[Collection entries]
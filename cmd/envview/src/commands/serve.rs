use std::{
    net::{IpAddr, Ipv4Addr, SocketAddr},
    sync::Arc,
};

use clap::Parser;
use envview_page::{document, HtmlDocument, Shell};
use warp::{http::StatusCode, Filter, Reply};

use crate::{commands::global, config, print::Print};

pub const DEFAULT_HOST: IpAddr = IpAddr::V4(Ipv4Addr::LOCALHOST);
pub const DEFAULT_PORT: u16 = 3000;

const STYLESHEET_PATH: &str = "container.css";

#[derive(Parser, Debug, Clone)]
#[group(skip)]
pub struct Cmd {
    /// Address to listen on [default: 127.0.0.1]
    #[arg(long, env = "ENVVIEW_HOST")]
    pub host: Option<IpAddr>,

    /// Port to listen for requests on [default: 3000]
    #[arg(long, env = "ENVVIEW_PORT")]
    pub port: Option<u16>,

    #[command(flatten)]
    pub display: config::Args,
}

#[derive(thiserror::Error, Debug)]
pub enum Error {
    #[error(transparent)]
    Config(#[from] config::Error),
    #[error(transparent)]
    Document(#[from] document::Error),
    #[error("binding {addr}: {error}")]
    CannotBind { addr: SocketAddr, error: warp::Error },
}

impl Cmd {
    pub async fn run(&self, global_args: &global::Args) -> Result<(), Error> {
        let print = Print::new(global_args.quiet);
        let settings = self.display.settings()?;
        let addr = SocketAddr::new(
            self.host.or(settings.file.serve.host).unwrap_or(DEFAULT_HOST),
            self.port.or(settings.file.serve.port).unwrap_or(DEFAULT_PORT),
        );

        let display = settings.display(envview_page::ConfigMap::from_env())?;
        let page = Arc::new(Page::new(Shell::new(display))?);

        let (bound, server) = warp::serve(routes(page))
            .try_bind_ephemeral(addr)
            .map_err(|error| Error::CannotBind { addr, error })?;
        print.globeln(format!("Listening on: http://{bound}/"));
        server.await;
        Ok(())
    }
}

/// A mounted page. The mapping is fixed when the shell is built; every
/// request renders from it again.
pub struct Page {
    shell: Shell,
    document: HtmlDocument,
}

impl Page {
    pub fn new(mut shell: Shell) -> Result<Self, document::Error> {
        shell.mount();
        let document = HtmlDocument::new()?.with_stylesheet_href(format!("/{STYLESHEET_PATH}"));
        Ok(Self { shell, document })
    }

    pub fn html(&self) -> Result<String, document::Error> {
        self.document
            .render(&self.shell.rerender(), self.shell.container())
    }
}

pub fn routes(
    page: Arc<Page>,
) -> impl Filter<Extract = (impl Reply,), Error = warp::Rejection> + Clone {
    let with_page = warp::any().map(move || page.clone());

    let index = warp::get()
        .and(warp::path::end())
        .and(with_page.clone())
        .map(|page: Arc<Page>| match page.html() {
            Ok(html) => warp::reply::html(html).into_response(),
            Err(e) => {
                tracing::error!("rendering page: {e}");
                warp::reply::with_status("internal server error", StatusCode::INTERNAL_SERVER_ERROR)
                    .into_response()
            }
        });

    let stylesheet = warp::get()
        .and(warp::path(STYLESHEET_PATH))
        .and(warp::path::end())
        .map(|| {
            warp::reply::with_header(
                document::STYLESHEET,
                "content-type",
                "text/css; charset=utf-8",
            )
        });

    let entries = warp::get()
        .and(warp::path("entries.json"))
        .and(warp::path::end())
        .and(with_page)
        .map(|page: Arc<Page>| warp::reply::json(&page.shell.rerender()));

    index
        .or(stylesheet)
        .or(entries)
        .with(warp::trace::request())
}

◆ Exercise description ◆
Copy the lines from the start of the data verbatim, stopping after the line containing "pub const DEFAULT_HOST: IpAddr".

◆ Solution for this exercise ◆
filename cmd/envview/src/commands/serve.rs
use std::{
    net::{IpAddr, Ipv4Addr, SocketAddr},
    sync::Arc,
};

use clap::Parser;
use envview_page::{document, HtmlDocument, Shell};
use warp::{http::StatusCode, Filter, Reply};

use crate::{commands::global, config, print::Print};

pub const DEFAULT_HOST: IpAddr = IpAddr::V4(Ipv4Addr::LOCALHOST);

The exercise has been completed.